Problem details: Using the records below, copy every line that holds the string "impl".

Input records:
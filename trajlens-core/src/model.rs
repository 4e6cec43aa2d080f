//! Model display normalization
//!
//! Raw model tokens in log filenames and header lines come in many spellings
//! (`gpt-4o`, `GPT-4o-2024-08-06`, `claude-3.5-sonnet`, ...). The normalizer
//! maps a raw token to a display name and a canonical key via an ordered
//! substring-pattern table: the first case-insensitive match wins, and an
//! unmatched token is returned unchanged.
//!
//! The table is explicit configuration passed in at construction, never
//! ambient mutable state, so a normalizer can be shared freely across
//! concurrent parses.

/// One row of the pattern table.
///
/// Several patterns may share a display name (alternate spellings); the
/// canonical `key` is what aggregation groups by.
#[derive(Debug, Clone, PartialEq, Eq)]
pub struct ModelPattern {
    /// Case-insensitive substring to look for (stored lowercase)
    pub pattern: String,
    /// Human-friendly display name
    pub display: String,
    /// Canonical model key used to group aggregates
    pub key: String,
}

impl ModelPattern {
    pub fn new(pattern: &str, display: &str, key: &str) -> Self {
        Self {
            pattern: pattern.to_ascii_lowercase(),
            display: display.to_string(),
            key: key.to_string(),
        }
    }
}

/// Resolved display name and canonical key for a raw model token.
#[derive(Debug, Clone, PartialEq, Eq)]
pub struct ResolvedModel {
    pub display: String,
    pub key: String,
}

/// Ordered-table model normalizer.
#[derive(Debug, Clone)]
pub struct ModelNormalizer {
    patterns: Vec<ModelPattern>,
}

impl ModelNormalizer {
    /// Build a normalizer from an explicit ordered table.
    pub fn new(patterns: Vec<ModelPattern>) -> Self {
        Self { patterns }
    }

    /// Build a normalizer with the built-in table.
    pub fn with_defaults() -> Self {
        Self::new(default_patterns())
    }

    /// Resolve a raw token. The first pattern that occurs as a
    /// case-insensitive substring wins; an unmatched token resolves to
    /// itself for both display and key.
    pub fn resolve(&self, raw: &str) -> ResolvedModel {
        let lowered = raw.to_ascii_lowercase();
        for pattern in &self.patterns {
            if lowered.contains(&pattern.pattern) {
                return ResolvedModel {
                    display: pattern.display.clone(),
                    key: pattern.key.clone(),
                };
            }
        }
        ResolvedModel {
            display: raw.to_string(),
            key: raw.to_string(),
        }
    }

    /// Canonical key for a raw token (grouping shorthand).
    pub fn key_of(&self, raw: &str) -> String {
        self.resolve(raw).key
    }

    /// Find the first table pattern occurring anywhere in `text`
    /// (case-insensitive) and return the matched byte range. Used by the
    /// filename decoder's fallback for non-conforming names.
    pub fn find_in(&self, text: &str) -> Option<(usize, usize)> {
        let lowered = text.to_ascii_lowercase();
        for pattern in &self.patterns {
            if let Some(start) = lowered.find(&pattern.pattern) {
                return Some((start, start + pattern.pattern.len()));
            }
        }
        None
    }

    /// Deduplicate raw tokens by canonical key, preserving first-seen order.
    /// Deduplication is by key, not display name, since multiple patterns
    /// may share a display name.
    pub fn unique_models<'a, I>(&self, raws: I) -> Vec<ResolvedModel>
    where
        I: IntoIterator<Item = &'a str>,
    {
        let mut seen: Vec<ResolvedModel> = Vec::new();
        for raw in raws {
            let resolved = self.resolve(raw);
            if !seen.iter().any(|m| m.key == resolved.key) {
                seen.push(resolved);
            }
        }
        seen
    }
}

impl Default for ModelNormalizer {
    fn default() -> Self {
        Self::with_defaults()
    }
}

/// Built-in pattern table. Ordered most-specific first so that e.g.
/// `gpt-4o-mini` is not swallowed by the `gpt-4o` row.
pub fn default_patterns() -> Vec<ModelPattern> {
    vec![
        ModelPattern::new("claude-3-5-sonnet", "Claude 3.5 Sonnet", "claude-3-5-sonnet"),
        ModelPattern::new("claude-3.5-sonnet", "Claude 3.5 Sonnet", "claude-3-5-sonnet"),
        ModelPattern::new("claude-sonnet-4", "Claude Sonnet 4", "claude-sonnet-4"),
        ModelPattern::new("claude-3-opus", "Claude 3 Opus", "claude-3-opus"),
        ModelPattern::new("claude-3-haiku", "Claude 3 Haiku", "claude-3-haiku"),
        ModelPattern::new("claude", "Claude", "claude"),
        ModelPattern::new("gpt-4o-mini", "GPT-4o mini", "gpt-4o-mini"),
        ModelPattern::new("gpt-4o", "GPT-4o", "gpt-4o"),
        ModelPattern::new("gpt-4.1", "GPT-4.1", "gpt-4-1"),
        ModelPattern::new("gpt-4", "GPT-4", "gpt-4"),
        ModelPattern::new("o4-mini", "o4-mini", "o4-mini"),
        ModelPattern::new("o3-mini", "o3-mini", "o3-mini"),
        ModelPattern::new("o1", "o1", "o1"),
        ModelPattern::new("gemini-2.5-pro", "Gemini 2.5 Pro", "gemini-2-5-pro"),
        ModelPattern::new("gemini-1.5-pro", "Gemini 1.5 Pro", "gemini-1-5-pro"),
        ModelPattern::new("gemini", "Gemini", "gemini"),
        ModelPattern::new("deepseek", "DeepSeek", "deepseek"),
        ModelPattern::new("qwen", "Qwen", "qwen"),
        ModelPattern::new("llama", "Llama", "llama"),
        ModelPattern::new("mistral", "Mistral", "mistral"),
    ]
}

Result of this exercise:
impl ModelPattern {
impl ModelNormalizer {
impl Default for ModelNormalizer {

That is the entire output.